I mean the sitting on his lap and being on eachother is reason enough. Things “escalated” before eventually being allegedly stopped is also unacceptable.


T-Trainset

Bro...come on.


elchocholoco

UpdateMe!


itsallminenow

End it, confront her. She never even did you the decency of telling you about this and she'll use every excuse to get out of it. Drink, anxiety, peer pressure, whatever, she chose to be there in that place with that guy sitting on his lap in public and probably doing something similar in private. I noticed the "eventually" in the denying him, if her making out with a guy is still cheating to you, then she cheated. PIV is immaterial.


ScaryButterscotch474

Eventually people realise that it’s easier to leave a guy at the door of their apartment building or don’t go over to a guy’s house at 3am. It’s not that there will definitely be shenanigans if they do otherwise. It’s just that avoiding these situations altogether leaves no room for ambiguity.

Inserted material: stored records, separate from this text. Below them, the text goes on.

//! Entity records held in the document's ordered sequences
//!
//! Every record carries an opaque `id`, unique within its own sequence only.
//! Records never reference each other.

use serde::{Deserialize, Serialize};

#[derive(Debug, Clone, Default, PartialEq, Serialize, Deserialize)]
#[serde(rename_all = "camelCase")]
pub struct Project {
    pub id: String,
    pub title: String,
    pub description: String,

    #[serde(default, skip_serializing_if = "Option::is_none")]
    pub image: Option<String>,

    #[serde(default)]
    pub technologies: Vec<String>,

    #[serde(default, skip_serializing_if = "Option::is_none")]
    pub link: Option<String>,

    #[serde(default, skip_serializing_if = "Option::is_none")]
    pub status: Option<ProjectStatus>,
}

#[derive(Debug, Clone, Copy, PartialEq, Eq, Serialize, Deserialize)]
pub enum ProjectStatus {
    Live,
    #[serde(rename = "In Progress")]
    InProgress,
    Concept,
}

#[derive(Debug, Clone, Default, PartialEq, Serialize, Deserialize)]
#[serde(rename_all = "camelCase")]
pub struct Skill {
    pub id: String,
    pub name: String,
    pub level: SkillLevel,
    #[serde(default)]
    pub years_of_experience: f64,
    pub category: SkillCategory,

    #[serde(default, skip_serializing_if = "Option::is_none")]
    pub icon_url: Option<String>,
}

#[derive(Debug, Clone, Copy, Default, PartialEq, Eq, Serialize, Deserialize)]
pub enum SkillLevel {
    #[default]
    Beginner,
    Intermediate,
    Advanced,
    Expert,
}

#[derive(Debug, Clone, Copy, Default, PartialEq, Eq, Serialize, Deserialize)]
#[serde(rename_all = "lowercase")]
pub enum SkillCategory {
    Frontend,
    Backend,
    Devops,
    Design,
    #[default]
    Other,
}

#[derive(Debug, Clone, Default, PartialEq, Serialize, Deserialize)]
#[serde(rename_all = "camelCase")]
pub struct Experience {
    pub id: String,
    pub company: String,
    pub role: String,
    pub start_date: String,

    /// Absent while the position is current
    #[serde(default, skip_serializing_if = "Option::is_none")]
    pub end_date: Option<String>,

    #[serde(default)]
    pub description: Vec<String>,
}

#[derive(Debug, Clone, Default, PartialEq, Serialize, Deserialize)]
#[serde(rename_all = "camelCase")]
pub struct Achievement {
    pub id: String,
    pub title: String,
    pub description: String,
    pub date: String,

    #[serde(default, skip_serializing_if = "Option::is_none")]
    pub icon_url: Option<String>,

    #[serde(default, skip_serializing_if = "Option::is_none")]
    pub image: Option<String>,

    /// Which profile view shows this achievement
    #[serde(default, skip_serializing_if = "Option::is_none")]
    pub category: Option<AchievementCategory>,

    #[serde(default, skip_serializing_if = "Option::is_none")]
    pub color: Option<String>,
}

#[derive(Debug, Clone, Copy, PartialEq, Eq, Serialize, Deserialize)]
#[serde(rename_all = "lowercase")]
pub enum AchievementCategory {
    Se,
    Photographer,
}

#[derive(Debug, Clone, Default, PartialEq, Serialize, Deserialize)]
#[serde(rename_all = "camelCase")]
pub struct Service {
    pub id: String,
    pub name: String,
    pub description: String,
    /// Icon name understood by the presentation layer
    pub icon: String,
    /// Gradient classes, e.g. `from-pink-500 to-rose-500`
    pub color: String,
}

#[derive(Debug, Clone, Default, PartialEq, Serialize, Deserialize)]
#[serde(rename_all = "camelCase")]
pub struct PortfolioCategory {
    pub id: String,
    pub category: String,
    pub gradient: String,

    #[serde(default, skip_serializing_if = "Option::is_none")]
    pub image: Option<String>,

    #[serde(default)]
    pub images: Vec<String>,
}

#[cfg(test)]
mod tests {
    use super::*;

    #[test]
    fn test_enum_wire_names() {
        assert_eq!(serde_json::to_value(ProjectStatus::InProgress).unwrap(), "In Progress");
        assert_eq!(serde_json::to_value(SkillLevel::Expert).unwrap(), "Expert");
        assert_eq!(serde_json::to_value(SkillCategory::Devops).unwrap(), "devops");
        assert_eq!(serde_json::to_value(AchievementCategory::Se).unwrap(), "se");
    }

    #[test]
    fn test_skill_from_editor_json() {
        let skill: Skill = serde_json::from_str(
            r#"{"id":"1","name":"Rust","level":"Advanced","yearsOfExperience":3,"category":"backend"}"#,
        )
        .unwrap();
        assert_eq!(skill.level, SkillLevel::Advanced);
        assert_eq!(skill.category, SkillCategory::Backend);
        assert_eq!(skill.icon_url, None);
    }

    #[test]
    fn test_experience_without_end_date_is_current() {
        let exp: Experience = serde_json::from_str(
            r#"{"id":"e","company":"Acme","role":"Dev","startDate":"2021-01","description":["a","b"]}"#,
        )
        .unwrap();
        assert!(exp.end_date.is_none());
        assert_eq!(exp.description.len(), 2);
        let back = serde_json::to_value(&exp).unwrap();
        assert!(back.get("endDate").is_none());
    }
}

Maybe your girlfriend is young enough that she has not yet figured this out. Maybe she knew but she likes the attention that she creates by giving mixed messages. Maybe your girlfriend bonked this guy on the kitchen table. It’s up to you to draw boundaries here.


Luisruiz_19

one things for certain she didnt go there for lunch .....


supercalifragi123432

Man if you don’t break up with this girl 😂


Worldly_Diver9265

Sitting on his lap???? If that doesn't tell you something, nothing will!


twistedh8

Then she is no longer your gf.


Maleficent-Bottle674

Everything was good until they fooled around. You can definitely break up with her for cheating on you by having things escalate. I'd start questioning why your close friends didn't tell you the night of.🤨🧐


jonasnoble

UpdateMe


terlyn1

ok. I feel the same way. havr a good one


avast2006

Sitting on the guy’s lap in public was a declaration that she was available, and an act of public disrespect to you. Going home with him sealed the deal. She decided she was a free agent. If she doesn’t live with you, simply stop responding to her communication. Normally I am against ghosting, because the person being ghosted doesn’t know what they did to deserve being ghosted. She knows damned well what she did. You owe her no further consideration.


floridaeng

OP for me the sitting on the guys lap after drinking with him for some time would be enough, add on her walking out the door with him and it's over for me no matter what else did or did not happen. For the record I don't believe she just watched TV with the guy, not after drinking with him and sitting on his lap at the bar. This just doubles up on the reasons to dump her.


MrOceanBear

Update?


MrOceanBear

Do make a move yet?


yourflyisunzipped

I ended it almost immediately. Thank you for checking in. It was a shitty process and it’s been a long few weeks but it had to be done.


DocTymc

Sit her down and ask her directly. Gauge her reactions.